Conversely, from any independent set of size 3 in the graph, we obtain a truth assignment \( \TA \) that satisfies the formula \( \phi \) by letting \( \TA(x) = \True \) if a vertex with label \( x \) is in the independent set, and \( \TA(x) = \False \) otherwise. For instance, consider the independent set shown below in red. From this, we obtain the truth assignment \( \TA = \{x_1 \mapsto \False, x_2 \mapsto \True, x_3 \mapsto \False\} \) that satisfies \( \phi \).
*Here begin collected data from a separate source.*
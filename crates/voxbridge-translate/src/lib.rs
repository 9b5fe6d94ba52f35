pub mod google;
pub mod passthrough;
pub mod registry;
pub mod text;
pub mod translator;

pub use google::GoogleTranslator;
pub use passthrough::PassthroughTranslator;
pub use registry::TranslatorRegistry;
pub use text::{translate_text, translate_transcript};
pub use translator::Translator;
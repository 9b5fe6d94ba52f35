use async_trait::async_trait;
use voxbridge_core::{TranslateError, Translation};

/// A machine translation backend.
///
/// Backends take bare base codes (`fr`, not `fr-FR`); callers strip
/// regions first.
#[async_trait]
pub trait Translator: Send + Sync {
    /// Registry name (e.g. `"google"`, `"passthrough"`).
    fn name(&self) -> &str;
    /// One-time initialisation with backend-specific TOML configuration.
    async fn initialize(&mut self, config: toml::Value) -> Result<(), TranslateError>;
    /// Translate `text` into `target`. `source == None` asks the backend
    /// to detect the language itself.
    async fn translate(
        &self,
        text: &str,
        target: &str,
        source: Option<&str>,
    ) -> Result<Translation, TranslateError>;
}
//! Collections that can be put in natural order.
//!
//! [`KeySource`] abstracts "an indexable collection of byte strings", so columnar
//! containers (e.g. Arrow string arrays) can be ordered without first being copied
//! into a `Vec<String>`.

use std::collections::VecDeque;

/// Indexed access to the byte keys of a collection.
///
/// # Examples
///
/// ```
/// use natorder::keys::KeySource;
/// use natorder::Normalizer;
///
/// struct Files {
///     names: Vec<String>,
/// }
///
/// impl KeySource for Files {
///     fn key(&self, index: usize) -> &[u8] {
///         self.names[index].as_bytes()
///     }
///
///     fn len(&self) -> usize {
///         self.names.len()
///     }
/// }
///
/// let files = Files { names: vec!["img12.png".into(), "img2.png".into()] };
/// assert_eq!(Normalizer::default().order(&files), vec![1, 0]);
/// ```
pub trait KeySource {
    /// Returns the key at `index`.
    fn key(&self, index: usize) -> &[u8];

    fn len(&self) -> usize;

    fn is_empty(&self) -> bool {
        self.len() == 0
    }
}

/// Any random-access container of byte-like items is a key source.
macro_rules! indexed_key_source {
    ($($container:ty),* $(,)?) => {
        $(
            impl<T: AsRef<[u8]>> KeySource for $container {
                fn key(&self, index: usize) -> &[u8] {
                    self[index].as_ref()
                }

                fn len(&self) -> usize {
                    <$container>::len(self)
                }
            }
        )*
    };
}

// `Vec` is listed next to `[T]` so `&Vec<T>` works without `.as_slice()`.
indexed_key_source!([T], Vec<T>, VecDeque<T>);
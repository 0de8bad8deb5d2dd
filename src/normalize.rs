//! Numeric run normalization.
//!
//! Every maximal run of ASCII digits is rewritten to exactly `width` bytes by
//! prepending `'0'`s, so that plain byte comparison of two normalized strings orders
//! their embedded numbers by value. Everything else is copied through untouched.
//!
//! The scan is a single pass over the input:
//! - digits are collected into a run accumulator holding at most `width` digits;
//! - the first byte that cannot join the run (a non-digit, or a digit arriving when the
//!   accumulator is already full) flushes the padded run to the output;
//! - a digit that arrives at a full accumulator starts the next run, so a run longer
//!   than `width` comes out as consecutive `width`-sized chunks.
//!
//! A run that fills the accumulator no longer orders reliably against other runs of
//! that size or longer. It is reported once per input run, as
//! [`Warning::RunFillsWidth`] when it has exactly `width` digits and as
//! [`Warning::RunExceedsWidth`] when it was split.
//!
//! Output goes through a fixed-capacity buffer. Whatever does not fit is dropped and
//! reported, or fails the call when the overflow policy is [`Overflow::Fail`].

use crate::buffer::{BoundedBuf, Full};
use crate::config::{MAX_WIDTH, NormalizerConfig, Overflow};
use crate::error::{NormalizeError, Result, Warning};
use cuneiform::cuneiform;
use tracing::warn;

/// Digits of the run currently being read.
// Cache-aligned so the whole run sits in as few lines as possible while padding.
#[cuneiform]
struct RunAccumulator {
    digits: [u8; MAX_WIDTH],
    len: usize,
    /// Input offset of the first digit held.
    start: usize,
}

impl RunAccumulator {
    fn new() -> Self {
        Self {
            digits: [b'0'; MAX_WIDTH],
            len: 0,
            start: 0,
        }
    }

    #[inline]
    fn is_empty(&self) -> bool {
        self.len == 0
    }

    #[inline]
    fn push(&mut self, offset: usize, digit: u8) {
        if self.len == 0 {
            self.start = offset;
        }
        self.digits[self.len] = digit;
        self.len += 1;
    }

    #[inline]
    fn as_slice(&self) -> &[u8] {
        &self.digits[..self.len]
    }

    #[inline]
    fn clear(&mut self) {
        self.len = 0;
    }
}

/// Result of a normalization: the output bytes plus anything worth warning about.
#[derive(Debug, Clone, PartialEq, Eq, Default)]
pub struct Normalized {
    bytes: Vec<u8>,
    warnings: Vec<Warning>,
}

impl Normalized {
    pub fn as_bytes(&self) -> &[u8] {
        &self.bytes
    }

    pub fn into_bytes(self) -> Vec<u8> {
        self.bytes
    }

    pub fn warnings(&self) -> &[Warning] {
        &self.warnings
    }

    pub fn has_warnings(&self) -> bool {
        !self.warnings.is_empty()
    }

    /// Returns `true` if part of the input was dropped at the capacity boundary.
    pub fn is_truncated(&self) -> bool {
        self.warnings
            .iter()
            .any(|w| matches!(w, Warning::Truncated { .. }))
    }

    /// Converts the output of a UTF-8 input back into a `String`.
    ///
    /// Normalization only inserts and copies ASCII around whole bytes, so valid UTF-8
    /// stays valid, except that truncation may cut the last character short. That
    /// partial character is dropped. Any other invalid sequence is replaced with
    /// `U+FFFD`.
    pub fn into_string(self) -> String {
        match String::from_utf8(self.bytes) {
            Ok(s) => s,
            Err(err) => {
                let utf8 = err.utf8_error();
                let mut bytes = err.into_bytes();
                if utf8.error_len().is_none() {
                    bytes.truncate(utf8.valid_up_to());
                }
                String::from_utf8_lossy(&bytes).into_owned()
            }
        }
    }
}

impl AsRef<[u8]> for Normalized {
    fn as_ref(&self) -> &[u8] {
        &self.bytes
    }
}

/// Rewrites numeric runs into fixed-width, zero-padded form.
///
/// A `Normalizer` is a small immutable value; share it freely across threads.
///
/// # Examples
///
/// ```
/// use natorder::Normalizer;
///
/// let normalizer = Normalizer::with_width(5);
/// let out = normalizer.normalize(b"abc123def").unwrap();
/// assert_eq!(out.as_bytes(), b"abc00123def");
/// assert!(!out.has_warnings());
/// ```
#[derive(Clone, Copy, Debug, Default, PartialEq, Eq, Hash)]
pub struct Normalizer {
    config: NormalizerConfig,
}

impl Normalizer {
    pub fn new(config: NormalizerConfig) -> Self {
        Self { config }
    }

    /// Default limits with the given width (clamped, see [`clamp_width`]).
    ///
    /// [`clamp_width`]: crate::config::clamp_width
    pub fn with_width(width: i64) -> Self {
        Self::new(NormalizerConfig::default().with_width(width))
    }

    pub fn config(&self) -> &NormalizerConfig {
        &self.config
    }

    pub fn width(&self) -> usize {
        self.config.width()
    }

    /// Normalizes `input` under this normalizer's overflow policy.
    ///
    /// With [`Overflow::Truncate`] (the default) this never fails; with
    /// [`Overflow::Fail`] an input whose output would not fit the capacity is an error.
    pub fn normalize(&self, input: &[u8]) -> Result<Normalized> {
        let normalized = self.normalize_lossy(input);
        if self.config.overflow() == Overflow::Fail {
            if let Some(&Warning::Truncated {
                capacity,
                consumed,
                input_len,
            }) = normalized
                .warnings
                .iter()
                .find(|w| matches!(w, Warning::Truncated { .. }))
            {
                return Err(NormalizeError::CapacityExceeded {
                    capacity,
                    consumed,
                    input_len,
                });
            }
        }
        Ok(normalized)
    }

    /// Like [`normalize`](Self::normalize), passing an absent input straight through.
    pub fn normalize_opt(&self, input: Option<&[u8]>) -> Result<Option<Normalized>> {
        input.map(|bytes| self.normalize(bytes)).transpose()
    }

    /// Normalizes `input`, truncating at capacity whatever the overflow policy says.
    #[tracing::instrument(
        level = "trace",
        skip_all,
        fields(input_len = input.len() as u64, width = self.config.width() as u64)
    )]
    pub fn normalize_lossy(&self, input: &[u8]) -> Normalized {
        let width = self.config.width();
        let capacity = self.config.capacity();

        // A digit grows to at most `width` bytes, anything else stays one byte.
        let mut out = BoundedBuf::new(capacity, input.len().saturating_mul(width));
        let mut run = RunAccumulator::new();
        let mut warnings = Vec::new();

        // Start of the maximal digit run the current byte belongs to.
        let mut digits_start = 0;
        let mut prev_digit = false;
        let mut reported = false;
        // Input offset at which output stopped, if it did.
        let mut stopped_at = None;

        for (i, &byte) in input.iter().enumerate() {
            let digit = byte.is_ascii_digit();
            if digit && !prev_digit {
                digits_start = i;
                reported = false;
            }
            prev_digit = digit;

            if digit && run.len < width {
                run.push(i, byte);
                if run.len == width && !reported {
                    reported = true;
                    warnings.push(wide_run(input, digits_start, width));
                }
                continue;
            }

            if !run.is_empty() {
                if flush(&mut out, &run, width).is_err() {
                    stopped_at = Some(run.start);
                    break;
                }
                run.clear();
                if digit {
                    run.push(i, byte);
                    continue;
                }
            }

            if out.push(byte).is_err() {
                stopped_at = Some(i);
                break;
            }
        }

        // Input ended inside a run.
        if stopped_at.is_none() && !run.is_empty() && flush(&mut out, &run, width).is_err() {
            stopped_at = Some(run.start);
        }

        if let Some(consumed) = stopped_at {
            warn!(
                capacity = capacity as u64,
                consumed = consumed as u64,
                input_len = input.len() as u64,
                "normalized output truncated at capacity"
            );
            warnings.push(Warning::Truncated {
                capacity,
                consumed,
                input_len: input.len(),
            });
        }

        Normalized {
            bytes: out.into_vec(),
            warnings,
        }
    }
}

/// Writes one padded run: `width - len` zeros, then the digits.
#[inline]
fn flush(
    out: &mut BoundedBuf,
    run: &RunAccumulator,
    width: usize,
) -> std::result::Result<(), Full> {
    let digits = run.as_slice();
    out.fill(b'0', width.saturating_sub(digits.len()))?;
    out.extend(digits)
}

/// Builds the warning for the digit run starting at `offset`, which has at least
/// `width` digits.
fn wide_run(input: &[u8], offset: usize, width: usize) -> Warning {
    let len = input[offset..]
        .iter()
        .take_while(|b| b.is_ascii_digit())
        .count();
    warn!(
        offset = offset as u64,
        len = len as u64,
        width = width as u64,
        "numeric run reaches normalization width"
    );
    if len == width {
        Warning::RunFillsWidth { offset, width }
    } else {
        Warning::RunExceedsWidth { offset, len, width }
    }
}

/// Normalizes `input` with the default limits and the given width.
///
/// Widths outside `1..=150` fall back to 75. Output beyond the default capacity is
/// truncated and reported in the returned warnings.
///
/// ```
/// use natorder::normalize;
///
/// assert_eq!(normalize(b"track7", 3).as_bytes(), b"track007");
/// assert_eq!(normalize(b"v1.2.10", 2).as_bytes(), b"v01.02.10");
/// assert!(normalize(b"item2", 75).as_bytes() < normalize(b"item10", 75).as_bytes());
/// ```
pub fn normalize(input: &[u8], width: i64) -> Normalized {
    Normalizer::with_width(width).normalize_lossy(input)
}

/// [`normalize`] with absent-in, absent-out semantics.
pub fn normalize_opt(input: Option<&[u8]>, width: i64) -> Option<Normalized> {
    input.map(|bytes| normalize(bytes, width))
}

/// Text-in, text-out entry point for hosts that bind a nullable string column and an
/// integer width, e.g. an `ORDER BY natural_sort_order(name, 75)` style function.
///
/// ```
/// use natorder::natural_sort_order;
///
/// assert_eq!(natural_sort_order(Some("file9.txt"), 3).as_deref(), Some("file009.txt"));
/// assert_eq!(natural_sort_order(None, 3), None);
/// ```
pub fn natural_sort_order(input: Option<&str>, width: i64) -> Option<String> {
    input.map(|text| normalize(text.as_bytes(), width).into_string())
}
use cgmath::{Matrix4, SquareMatrix};

pub trait Camera: Sized {
    fn build_view_projection_matrix(&self) -> Matrix4<f32>;
}

#[repr(C)]
#[derive(Copy, Clone, bytemuck::Pod, bytemuck::Zeroable, Debug, PartialEq)]
pub struct CameraUniform {
    /// The eye position of the camera in homogenous coordinates.
    ///
    /// Homogenous coordinates are used to fullfill the 16 byte alignment requirement.
    pub view_position: [f32; 4],

    /// Contains the view projection matrix.
    pub view_proj: [[f32; 4]; 4],
}

impl Default for CameraUniform {
    fn default() -> Self {
        Self {
            view_position: [0.0; 4],
            view_proj: convert_matrix4_to_array(Matrix4::identity()),
        }
    }
}

pub fn convert_matrix4_to_array(matrix4: Matrix4<f32>) -> [[f32; 4]; 4] {
    matrix4.into()
}
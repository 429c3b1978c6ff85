//! Floating "Shot Details" window host
//!
//! Owns the open/closed flag and the drag controller bound to the window's
//! title-bar handle. The UI layer reads [`FloatingWindow::position`] every
//! frame and places the window there.

use cgmath::Vector2;

use super::drag::{DragController, PointerListeners};

pub const DEFAULT_POSITION: Vector2<f32> = Vector2::new(20.0, 20.0);
pub const WINDOW_WIDTH: f32 = 480.0;
pub const HANDLE_HEIGHT: f32 = 40.0;

#[derive(Debug)]
pub struct FloatingWindow {
    open: bool,
    drag: DragController,
}

impl FloatingWindow {
    pub fn new(listeners: PointerListeners) -> Self {
        Self {
            open: false,
            drag: DragController::new(DEFAULT_POSITION, listeners),
        }
    }

    pub fn open(&mut self) {
        if !self.open {
            log::info!("Opening shot details window");
        }
        self.open = true;
    }

    pub fn close(&mut self) {
        if self.open {
            log::info!("Closing shot details window");
        }
        self.open = false;
        self.drag.release();
    }

    pub fn is_open(&self) -> bool {
        self.open
    }

    pub fn position(&self) -> Vector2<f32> {
        self.drag.position()
    }

    pub fn is_dragging(&self) -> bool {
        self.drag.is_dragging()
    }

    /// True if `point` lies on the title-bar drag handle
    pub fn handle_contains(&self, point: Vector2<f32>) -> bool {
        let origin = self.position();
        point.x >= origin.x
            && point.x <= origin.x + WINDOW_WIDTH
            && point.y >= origin.y
            && point.y <= origin.y + HANDLE_HEIGHT
    }

    /// Returns true if the press started a window drag
    pub fn pointer_down(&mut self, pointer: Vector2<f32>) -> bool {
        if !self.open {
            return false;
        }
        let on_handle = self.handle_contains(pointer);
        self.drag.pointer_down(pointer, on_handle)
    }

    pub fn pointer_move(&mut self, pointer: Vector2<f32>) -> bool {
        self.open && self.drag.pointer_move(pointer)
    }

    pub fn pointer_up(&mut self) {
        self.drag.pointer_up();
    }

    /// Placeholder for the hand-off to the assistant chat
    pub fn continue_to_chat(&self) {
        log::info!("Navigating to AI chat...");
    }
}

#[cfg(test)]
mod tests {
    use super::*;

    #[test]
    fn test_closed_window_ignores_pointer() {
        let mut window = FloatingWindow::new(PointerListeners::new());
        assert!(!window.pointer_down(Vector2::new(30.0, 30.0)));
        assert!(!window.pointer_move(Vector2::new(100.0, 100.0)));
        assert_eq!(window.position(), DEFAULT_POSITION);
    }

    #[test]
    fn test_drag_by_handle() {
        let mut window = FloatingWindow::new(PointerListeners::new());
        window.open();

        assert!(window.pointer_down(Vector2::new(30.0, 30.0)));
        window.pointer_move(Vector2::new(130.0, 80.0));
        window.pointer_up();

        assert_eq!(window.position(), Vector2::new(120.0, 70.0));
    }

    #[test]
    fn test_press_below_handle_does_not_drag() {
        let mut window = FloatingWindow::new(PointerListeners::new());
        window.open();
        assert!(!window.pointer_down(Vector2::new(30.0, 20.0 + HANDLE_HEIGHT + 5.0)));
        assert!(!window.is_dragging());
    }

    #[test]
    fn test_close_mid_drag_releases_listeners() {
        let listeners = PointerListeners::new();
        let mut window = FloatingWindow::new(listeners.clone());
        window.open();
        window.pointer_down(Vector2::new(25.0, 25.0));
        assert_eq!(listeners.active(), 1);

        window.close();
        assert_eq!(listeners.active(), 0);
        assert!(!window.is_dragging());
    }
}
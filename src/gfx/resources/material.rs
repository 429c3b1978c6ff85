//! Material uniforms and bind groups
//!
//! Every primitive owns its material uniform; all of them share one layout
//! (uniform + colour texture + sampler) at group 2. Untextured materials
//! bind a 1x1 white texture so the shader path is the same.

use wgpu::Device;

use super::texture_resource::TextureResource;
use crate::{
    studio::scene_graph::{MaterialDesc, SurfaceTexture},
    wgpu_utils::{
        binding_builder::{BindGroupBuilder, BindGroupLayoutBuilder, BindGroupLayoutWithDesc},
        binding_types,
        uniform_buffer::UniformBuffer,
    },
};

/// GPU uniform data for materials
///
/// MUST match `Material` in `pbr.wgsl`.
#[repr(C)]
#[derive(Copy, Clone, Debug, PartialEq, bytemuck::Pod, bytemuck::Zeroable)]
pub struct MaterialUniform {
    /// Linear RGB, alpha
    pub base_color: [f32; 4],
    pub metallic: f32,
    pub roughness: f32,
    /// Texture repeats across the surface
    pub uv_scale: f32,
    /// 1 when the colour texture should be sampled
    pub textured: f32,
}

impl MaterialUniform {
    /// `textured` says whether a real texture will be bound for this material
    pub fn from_desc(desc: &MaterialDesc, textured: bool) -> Self {
        let [r, g, b] = desc.color.to_array().map(srgb_to_linear);
        let uv_scale = match desc.texture {
            SurfaceTexture::Floor { repeat } => repeat,
            SurfaceTexture::None => 1.0,
        };
        Self {
            base_color: [r, g, b, 1.0],
            metallic: desc.metallic.clamp(0.0, 1.0),
            roughness: desc.roughness.clamp(0.04, 1.0),
            uv_scale,
            textured: if textured { 1.0 } else { 0.0 },
        }
    }
}

pub type MaterialUBO = UniformBuffer<MaterialUniform>;

pub fn srgb_to_linear(c: f32) -> f32 {
    if c <= 0.04045 {
        c / 12.92
    } else {
        ((c + 0.055) / 1.055).powf(2.4)
    }
}

/// Shared material bind group layout
pub struct MaterialBindings {
    bind_group_layout: BindGroupLayoutWithDesc,
}

impl MaterialBindings {
    pub fn new(device: &Device) -> Self {
        let bind_group_layout = BindGroupLayoutBuilder::new()
            .next_binding_fragment(binding_types::uniform())
            .next_binding_fragment(binding_types::texture_2d())
            .next_binding_fragment(binding_types::sampler(wgpu::SamplerBindingType::Filtering))
            .create(device, "Material Bind Group Layout");

        MaterialBindings { bind_group_layout }
    }

    pub fn create_bind_group(
        &self,
        device: &Device,
        ubo: &MaterialUBO,
        texture: &TextureResource,
        label: &str,
    ) -> wgpu::BindGroup {
        BindGroupBuilder::new(&self.bind_group_layout)
            .resource(ubo.binding_resource())
            .texture(&texture.view)
            .sampler(&texture.sampler)
            .create(device, label)
    }

    pub fn layout(&self) -> &wgpu::BindGroupLayout {
        &self.bind_group_layout.layout
    }
}

#[cfg(test)]
mod tests {
    use super::*;
    use crate::studio::params::Rgb;

    #[test]
    fn test_srgb_endpoints() {
        assert_eq!(srgb_to_linear(0.0), 0.0);
        assert!((srgb_to_linear(1.0) - 1.0).abs() < 1e-6);
        assert!((srgb_to_linear(0.5) - 0.214).abs() < 1e-3);
    }

    #[test]
    fn test_floor_material_repeats_texture() {
        let desc = MaterialDesc {
            texture: SurfaceTexture::Floor { repeat: 10.0 },
            ..MaterialDesc::matte(Rgb::WHITE)
        };
        let uniform = MaterialUniform::from_desc(&desc, true);
        assert_eq!(uniform.uv_scale, 10.0);
        assert_eq!(uniform.textured, 1.0);
        assert_eq!(uniform.base_color, [1.0, 1.0, 1.0, 1.0]);
    }

    #[test]
    fn test_failed_texture_renders_base_colour() {
        let desc = MaterialDesc {
            texture: SurfaceTexture::Floor { repeat: 10.0 },
            ..MaterialDesc::matte(Rgb::WHITE)
        };
        assert_eq!(MaterialUniform::from_desc(&desc, false).textured, 0.0);
    }
}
Example: NP-completeness of subset-sum¶
The \( \SUBSETSUM \) problem is in \( \NP \) as we can easily check whether a set of numbers (i) is a subset of the given set of numbers, and (ii) adds to the target value \( t \). We can show that \( \SUBSETSUM \) is NP-complete by reducing \( \SATT \) to it. Suppose that we are given a CNF formula \( \phi = C_1 \land … \land C_m \), where each clause \( C_i \) contains 3 literals over distinct variables. Let the variables occurring in \( \phi \) be \( x_1,…,x_n \). We now build (in polynomial time) an instance \( \Tuple{S_{\phi},t_{\phi}} \) of \( \SUBSETSUM \) so that
\( \phi \) is satisfiable if and only if \( S_{\phi} \) has a subset summing to \( t_{\phi} \).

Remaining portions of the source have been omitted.